Stored data:
------------------------------------------------

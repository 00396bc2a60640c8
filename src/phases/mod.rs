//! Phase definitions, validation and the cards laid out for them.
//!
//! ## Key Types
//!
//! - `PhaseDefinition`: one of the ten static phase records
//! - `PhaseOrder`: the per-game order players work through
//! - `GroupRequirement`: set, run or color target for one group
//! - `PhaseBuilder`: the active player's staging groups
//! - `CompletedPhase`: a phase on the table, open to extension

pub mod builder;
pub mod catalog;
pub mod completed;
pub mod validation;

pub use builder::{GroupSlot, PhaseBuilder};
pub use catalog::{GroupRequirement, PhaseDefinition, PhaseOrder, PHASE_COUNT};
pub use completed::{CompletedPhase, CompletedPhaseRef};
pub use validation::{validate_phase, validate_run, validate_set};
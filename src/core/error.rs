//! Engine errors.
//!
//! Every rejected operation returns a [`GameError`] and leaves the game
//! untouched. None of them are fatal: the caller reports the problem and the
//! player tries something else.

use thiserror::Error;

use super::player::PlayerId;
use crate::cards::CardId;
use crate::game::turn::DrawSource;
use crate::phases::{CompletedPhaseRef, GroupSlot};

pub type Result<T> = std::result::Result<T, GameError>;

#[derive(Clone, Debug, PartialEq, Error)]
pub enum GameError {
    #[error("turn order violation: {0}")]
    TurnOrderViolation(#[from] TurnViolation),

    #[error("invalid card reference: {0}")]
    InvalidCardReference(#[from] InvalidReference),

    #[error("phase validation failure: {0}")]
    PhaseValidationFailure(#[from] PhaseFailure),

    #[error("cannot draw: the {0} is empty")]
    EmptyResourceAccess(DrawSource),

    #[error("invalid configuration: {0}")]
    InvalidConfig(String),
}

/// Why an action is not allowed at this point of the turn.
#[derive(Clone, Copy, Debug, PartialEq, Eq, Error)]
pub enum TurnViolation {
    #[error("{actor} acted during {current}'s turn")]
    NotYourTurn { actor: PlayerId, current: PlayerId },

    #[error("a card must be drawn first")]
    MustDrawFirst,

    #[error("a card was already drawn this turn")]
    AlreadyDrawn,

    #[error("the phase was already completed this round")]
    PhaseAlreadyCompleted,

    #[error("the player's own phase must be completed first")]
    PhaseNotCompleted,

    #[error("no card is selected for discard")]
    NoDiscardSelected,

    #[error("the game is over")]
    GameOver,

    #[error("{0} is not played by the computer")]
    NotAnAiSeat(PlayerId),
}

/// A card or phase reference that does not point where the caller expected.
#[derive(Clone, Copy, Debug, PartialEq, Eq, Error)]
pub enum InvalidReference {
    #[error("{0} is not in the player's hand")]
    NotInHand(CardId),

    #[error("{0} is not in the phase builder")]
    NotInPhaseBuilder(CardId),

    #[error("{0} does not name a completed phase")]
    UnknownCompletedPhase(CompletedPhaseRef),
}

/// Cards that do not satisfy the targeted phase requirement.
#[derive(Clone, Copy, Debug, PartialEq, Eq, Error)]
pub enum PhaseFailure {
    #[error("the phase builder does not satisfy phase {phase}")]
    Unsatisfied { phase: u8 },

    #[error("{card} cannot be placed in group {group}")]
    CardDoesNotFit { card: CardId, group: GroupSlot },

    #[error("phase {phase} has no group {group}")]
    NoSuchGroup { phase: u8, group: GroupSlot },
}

------------------------------------------------

__Work request__
Throughout the records above, find the lines in which the word "PhaseOrder" appears and return them.

__Answer section__
//! - `PhaseOrder`: the per-game order players work through
pub use catalog::{GroupRequirement, PhaseDefinition, PhaseOrder, PHASE_COUNT};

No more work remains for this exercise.